Very true.  We've switched our pigs onto Allen and Page's Sow Cakes, which do not contain soya, for this very reason.  There is still some wheat, barley and oats in it, along with beans, grass, linseed, molasses, but no soya - and all GM-free.  And all our herbivores now get Dengie All Stock Grass Pellets - containing just grass (and not all rye grass, either.). Also GM-free.

And the chickens get the A&P Layers Pellets - also soya-free and GM-free.

I often ask local vegans to tell me how to put together a locally-sustainable vegan diet.  I haven't had any offers to date.
Don't listen to the money men - they know the price of everything and the value of nothing

Live in a cohousing community with small farm for our own use.  Dairy cows (rearing their own calves for beef), pigs, sheep for meat and fleece, ducks and hens for eggs, veg and fruit growing

pgkevet

  • Joined Jul 2011
Re: Alternative protein - food for smallholder thought?
« Reply #26 on: July 27, 2018, 06:23:56 pm »
I'm slightly confuse Sally, since Foobar was making  apoint about raising animals just by grazing poor land (I'll ignore my previous land improvement argument). As a point of order there are soya varieties growable UK - Ustie being specially bred for that. I've also successfuly grown peanuts. Granted yields may be better in other parts of the world for those crops but if someone bothered to sit down and work out suitable vegan or vegetarian diets totally grown within the UK I'm sure it could be done.
What one needs to do it calculate relative yeilds when crops are grown in their 'natural habitat' compared to domestically and calculate the trade swaps on them allowing for equal wages and transport and environmental costs.There's a whole slew of stuff we could grow and don't - daft that we import wine when the Romans considered britain the best vine region (perhaps it was warmer then). There are varieties of Pecans that are frost hardy. Wales has the ideal climate for monkey puzzle nuts as a fod source. We don't eat sweet chestnut porridge any more, pears are undervalued and why the heck we import french apples i'll never know (or any apples for that matter with modern storage solutions). Almonds grow here, quinoa does ok , kale, watercress - all components vegans appreciate for their dietary needs and high in Calcium.

Maysie

  • Joined Jan 2018
  • Herefordshire/Shropshire Border
Re: Alternative protein - food for smallholder thought?
« Reply #27 on: July 30, 2018, 04:29:56 pm »
It all makes about as much sense as why our lobsters are caught here and then sent to the continent, while the lobster we actually eat here mostly come from Canada!  What on earth is that all about?!

We import lamb, yet my neighbours lamb is nearly all sold to be exported, as is the lions share of the rest of it locally (or so I am told). 

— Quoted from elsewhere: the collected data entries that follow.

//! `nutrigen info` -- show the selected device and available backends.

use anyhow::Result;

pub fn execute() -> Result<()> {
    println!("NutriGen v{}", nutrigen_core::VERSION);
    println!();

    let device = nutrigen_core::select_device();
    println!("Device: {device:?}");

    println!("Backends:");
    #[cfg(feature = "metal")]
    println!("  - Metal (enabled)");
    #[cfg(not(feature = "metal"))]
    println!("  - Metal (disabled)");

    #[cfg(feature = "cuda")]
    println!("  - CUDA (enabled)");
    #[cfg(not(feature = "cuda"))]
    println!("  - CUDA (disabled)");

    println!("  - CPU (always available)");

    Ok(())
}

The economies of scale seem to drive the financial decisions taken by all the major players nowadays, yet without some form of legislation to control it, it will just continue.  Consumers demand cheap produce, so the suppliers provide it. 

We all know that what we produce on our holdings does not always make financial sense, but we do it anyway because we want to and it feels 'right' to rear your own meat/veggies/whatever.  I am fortunate though, as I do not (thankfully) have to make a choice between feeding cheap chicken to my children, or watching them go without.